**Task:** If a line below contains "usize", add it to your tally, then answer with the tally alone.

=== Begin Enclosure ===

/// Public per-core status, refreshed by the PE every tick from the core's
/// statistics snapshot.
#[derive(Clone, Copy, Debug, Default)]
pub struct ProcessingUnitState {
    pub unit_id: usize,
    pub neuron_id_start: u64,
    pub neuron_count: usize,
    pub is_active: bool,
    pub spikes_processed: u64,
    pub neurons_fired: u64,
    pub utilization: f64,
}

#[derive(Clone, Copy, Debug, Default)]
pub struct PeStatistics {
    pub external_spikes_received: u64,
    pub external_spikes_sent: u64,
    pub spikes_processed: u64,
    pub inter_core_messages: u64,
    pub hop_expired_drops: u64,
    pub invalid_target_drops: u64,
    pub buffer_drops: u64,
    pub self_loop_drops: u64,
    pub no_route_drops: u64,
}

pub struct Pe {
    node_id: u32,
    num_cores: usize,
    neurons_per_core: usize,
    total_neurons: usize,
    global_neuron_base: u64,

    cores: Vec<NeuronCore>,
    ring: Option<Ring>,
    adapter: Option<NetworkAdapter>,
    external_queue: VecDeque<Spike>,
    unit_states: Vec<ProcessingUnitState>,
    load: LoadController,
    test_traffic: TestTrafficConfiguration,
    test_cycle_counter: Cycle,
    test_spikes_sent: u32,

    cycle: Cycle,
    stats: PeStatistics,
    fired_scratch: Vec<Spike>,
}

impl Pe {
    pub fn new(config: &PeConfiguration) -> Result<Self, Error> {
        config.validate()?;
        let params = LifParameters::from(config.neuron);
        let policy = FiringPolicy::from(config.firing_policy);
        let n = config.neurons_per_core;
        let block_bytes = (n * n) as u64 * 4;

        let cores = (0..config.num_cores)
            .map(|unit| {
                let base = config.global_neuron_base + (unit * n) as u64;
                // Each core fetches from its own block of the weight memory.
                let mut fetch = config.weight_fetch;
                fetch.base_addr += unit as u64 * block_bytes;
                NeuronCore::new(
                    unit,
                    config.node_id,
                    base,
                    n,
                    params,
                    fetch,
                    config.verify,
                    policy,
                )
            })
            .collect::<Vec<_>>();

        // A single core has no one to talk to on-chip.
        let ring = if config.num_cores > 1 {
            Some(Ring::new(
                config.num_cores,
                config.ring.num_vcs,
                config.ring.credits_per_vc,
            )?)
        } else {
            None
        };

        let unit_states = (0..config.num_cores)
            .map(|unit| ProcessingUnitState {
                unit_id: unit,
                neuron_id_start: config.global_neuron_base + (unit * n) as u64,
                neuron_count: n,
                ..Default::default()
            })
            .collect();

        debug!(
            "pe {}: {} cores x {} neurons, base {}",
            config.node_id, config.num_cores, n, config.global_neuron_base
        );

        Ok(Self {
            node_id: config.node_id,
            num_cores: config.num_cores,
            neurons_per_core: n,
            total_neurons: config.total_neurons(),
            global_neuron_base: config.global_neuron_base,
            cores,
            ring,
            adapter: None,
            external_queue: VecDeque::new(),
            unit_states,
            load: LoadController::new(config.num_cores),
            test_traffic: config.test_traffic,
            test_cycle_counter: 0,
            test_spikes_sent: 0,
            cycle: 0,
            stats: PeStatistics::default(),
            fired_scratch: Vec::new(),
        })
    }

    pub fn node_id(&self) -> u32 {
        self.node_id
    }

    pub fn attach_adapter(&mut self, adapter: NetworkAdapter) {
        self.adapter = Some(adapter);
    }

    pub fn adapter(&self) -> Option<&NetworkAdapter> {
        self.adapter.as_ref()
    }

    pub fn attach_core_memory(
        &mut self,
        unit: usize,
        channel: Box<dyn MemoryChannel>,
    ) -> Result<(), Error> {
        let core = self.cores.get_mut(unit).ok_or(Error::InvalidUnit(unit))?;
        core.attach_memory(channel);
        Ok(())
    }

    pub fn core(&self, unit: usize) -> &NeuronCore {
        &self.cores[unit]
    }

    pub fn stats(&self) -> PeStatistics {
        self.stats
    }

    pub fn unit_state(&self, unit: usize) -> &ProcessingUnitState {
        &self.unit_states[unit]
    }

    pub fn load_controller(&self) -> &LoadController {
        &self.load
    }

    /// The core owning a global neuron id, or `None` when the id is outside
    /// `[base, base + num_cores * neurons_per_core)`.
    pub fn determine_target_unit(&self, neuron: u32) -> Option<usize> {
        let neuron = neuron as u64;
        if neuron < self.global_neuron_base {
            return None;
        }
        let local = (neuron - self.global_neuron_base) as usize;
        if local >= self.total_neurons {
            return None;
        }
        Some(local / self.neurons_per_core)
    }

    /// Entry point for spikes from outside the PE: dataset replay, test
    /// traffic from peers, and unwrapped wire packets.
    pub fn handle_external_spike(&mut self, spike: Spike) {
        if spike.is_expired() {
            debug!(
                "pe {}: hop budget exhausted, spike {} -> {} dropped",
                self.node_id, spike.src_neuron, spike.dst_neuron
            );
            self.stats.hop_expired_drops += 1;
            return;
        }
        self.stats.external_spikes_received += 1;

        if spike.dst_node == self.node_id {
            if self.external_queue.len() < EXTERNAL_QUEUE_DEPTH {
                self.external_queue.push_back(spike);
            } else {
                warn!("pe {}: external queue full, spike dropped", self.node_id);
                self.stats.buffer_drops += 1;
            }
        } else if let Some(unit) = self.determine_target_unit(spike.dst_neuron) {
            // Misaddressed node id but the neuron lives here; deliver it.
            self.deliver_spike_to_core(unit, spike);
        } else {
            self.send_external_spike(spike);
        }
    }

    /// Unwrap an arriving wire packet and absorb its spike.
    pub fn receive_packet(&mut self, request: NetworkRequest) {
        let spike = match self.adapter.as_mut() {
            Some(adapter) => adapter.handle_request(request),
            None => {
                warn!("pe {}: packet arrived without an adapter", self.node_id);
                self.stats.no_route_drops += 1;
                None
            }
        };
        if let Some(spike) = spike {
            self.handle_external_spike(spike);
        }
    }

    /// Direction-link egress accumulated by the adapter this cycle.
    pub fn take_egress(&mut self) -> Vec<(Direction, NetworkRequest)> {
        self.adapter
            .as_mut()
            .map(|adapter| adapter.take_egress())
            .unwrap_or_default()
    }

    pub fn deliver_spike_to_core(&mut self, unit: usize, spike: Spike) {
        if unit >= self.num_cores {
            warn!("pe {}: no core {}, spike dropped", self.node_id, unit);
            self.stats.invalid_target_drops += 1;
            return;
        }
        trace!(
            "pe {}: spike for neuron {} -> core {}",
            self.node_id,
            spike.dst_neuron,
            unit
        );
        self.cores[unit].deliver_spike(spike);
        self.stats.spikes_processed += 1;
        self.load.note_work(unit);
    }

    /// Post a spike onto the on-chip ring. A refused send (ring full) drops
    /// the spike and counts it.
    pub fn route_internal_spike(&mut self, src_core: usize, dst_core: usize, spike: Spike) {
        if src_core >= self.num_cores || dst_core >= self.num_cores {
            warn!(
                "pe {}: invalid core pair {} -> {}",
                self.node_id, src_core, dst_core
            );
            self.stats.invalid_target_drops += 1;
            return;
        }
        if self.num_cores <= 1 || src_core == dst_core {
            self.deliver_spike_to_core(dst_core, spike);
            return;
        }
        let mut message = RingMessage::spike(src_core, dst_core, spike);
        message.timestamp = self.cycle;
        let ring = self.ring.as_mut().expect("multi-core PE without a ring");
        if ring.send_message(src_core, dst_core, message, SPIKE_PRIORITY) {
            self.stats.inter_core_messages += 1;
        } else {
            debug!(
                "pe {}: ring refused {} -> {}, spike dropped",
                self.node_id, src_core, dst_core
            );
            self.stats.buffer_drops += 1;
        }
    }

    /// Hand a spike to the NIC. Spikes addressed back to this node are a
    /// routing loop and are dropped here.
    pub fn send_external_spike(&mut self, spike: Spike) {
        if spike.dst_node == self.node_id {
            warn!(
                "pe {}: refusing to send spike to self (neuron {})",
                self.node_id, spike.dst_neuron
            );
            self.stats.self_loop_drops += 1;
            return;
        }
        match self.adapter.as_mut() {
            Some(adapter) => {
                // The self-target guard above makes a local bounce
                // impossible; anything returned would be a routing bug.
                if adapter.send_spike(spike).is_none() {
                    self.stats.external_spikes_sent += 1;
                }
            }
            None => {
                debug!(
                    "pe {}: no network interface, spike for node {} dropped",
                    self.node_id, spike.dst_node
                );
                self.stats.no_route_drops += 1;
            }
        }
    }

    /// One simulation step.
    pub fn tick(&mut self, cycle: Cycle) {
        self.cycle = cycle;

        // Packet mode: absorb whatever the wire delivered.
        let arrived = self
            .adapter
            .as_mut()
            .map(|adapter| adapter.poll_received())
            .unwrap_or_default();
        for spike in arrived {
            self.handle_external_spike(spike);
        }

        // 1. Drain the external FIFO into the owning cores.
        while let Some(spike) = self.external_queue.pop_front() {
            match self.determine_target_unit(spike.dst_neuron) {
                Some(unit) => self.deliver_spike_to_core(unit, spike),
                None if spike.dst_node != self.node_id => self.send_external_spike(spike),
                None => {
                    warn!(
                        "pe {}: neuron {} not resident, spike dropped",
                        self.node_id, spike.dst_neuron
                    );
                    self.stats.invalid_target_drops += 1;
                }
            }
        }

        // 2. Tick every core and route what fired.
        for unit in 0..self.num_cores {
            let mut fired = std::mem::take(&mut self.fired_scratch);
            self.cores[unit].tick(cycle, &mut fired);
            for spike in fired.drain(..) {
                match self.determine_target_unit(spike.dst_neuron) {
                    Some(dst_unit) => self.route_internal_spike(unit, dst_unit, spike),
                    None => self.send_external_spike(spike),
                }
            }
            self.fired_scratch = fired;
        }

        // 3. Refresh the public per-unit counters.
        for (unit, state) in self.unit_states.iter_mut().enumerate() {
            let snapshot = self.cores[unit].stats();
            state.spikes_processed = snapshot.spikes_received;
            state.neurons_fired = snapshot.neurons_fired;
            state.utilization = self.cores[unit].utilization();
            state.is_active = self.cores[unit].has_work();
        }

        // 4. Ring transfer and ejection delivery.
        if let Some(ring) = self.ring.as_mut() {
            ring.tick(cycle);
            if cycle > 0 && cycle % DEADLOCK_SCAN_PERIOD == 0 && ring.detect_deadlock() {
                warn!("pe {}: ring deadlock suspected at cycle {}", self.node_id, cycle);
            }
        }
        for unit in 0..self.num_cores {
            loop {
                let message = match self.ring.as_mut() {
                    Some(ring) => ring.receive_message(unit),
                    None => None,
                };
                let Some(message) = message else { break };
                if let RingPayload::Spike(spike) = message.payload {
                    self.deliver_spike_to_core(unit, spike);
                }
            }
        }

        // 5. Load smoothing, with a periodic imbalance check.
        let raw: Vec<f64> = self.unit_states.iter().map(|s| s.utilization).collect();
        self.load.tick(&raw);
        if cycle % LOAD_CHECK_PERIOD == 0 && self.num_cores > 1 {
            let max = raw.iter().cloned().fold(0.0f64, f64::max);
            let min = raw.iter().cloned().fold(1.0f64, f64::min);
            if max - min > LOAD_IMBALANCE_THRESHOLD {
                debug!(
                    "pe {}: load imbalance {:.2} (max {:.2}, min {:.2})",
                    self.node_id,
                    max - min,
                    max,
                    min
                );
                self.load.balance_load();
            }
        }

        // 6. Synthetic traffic.
        if self.test_traffic.enable_test_traffic {
            self.generate_test_traffic(cycle);
        }
    }

    /// Deterministic burst generator: a function of cycle and
    /// configuration only.
    fn generate_test_traffic(&mut self, cycle: Cycle) {
        let config = self.test_traffic;
        if config.test_max_spikes > 0 && self.test_spikes_sent >= config.test_max_spikes {
            return;
        }
        self.test_cycle_counter += 1;
        if self.test_cycle_counter < config.test_period {
            return;
        }
        self.test_cycle_counter = 0;

        let mut burst = config.test_spikes_per_burst;
        if config.test_max_spikes > 0 {
            burst = burst.min(config.test_max_spikes - self.test_spikes_sent);
        }
        let total = self.total_neurons as u32;
        for i in 0..burst {
            let src = self.node_id * total + (i % total);
            let dst_neuron = config.test_target_node * total + (i % total);
            let spike = Spike::new(
                src,
                dst_neuron,
                config.test_target_node,
                config.test_weight,
                cycle,
            );
            self.send_external_spike(spike);
            self.test_spikes_sent += 1;
        }
        trace!(
            "pe {}: test burst of {} ({} total)",
            self.node_id,
            burst,
            self.test_spikes_sent
        );
    }

    /// Final per-node summary. Returns `(spikes_processed, neurons_fired)`.
    pub fn finish(&self) -> (u64, u64) {
        let spikes: u64 = self.unit_states.iter().map(|s| s.spikes_processed).sum();
        let fired: u64 = self.unit_states.iter().map(|s| s.neurons_fired).sum();
        println!("NODE{}: 脉冲={}, 激发={}", self.node_id, spikes, fired);
        (spikes, fired)
    }
}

=== End Enclosure ===

**Response to this exercise:** 12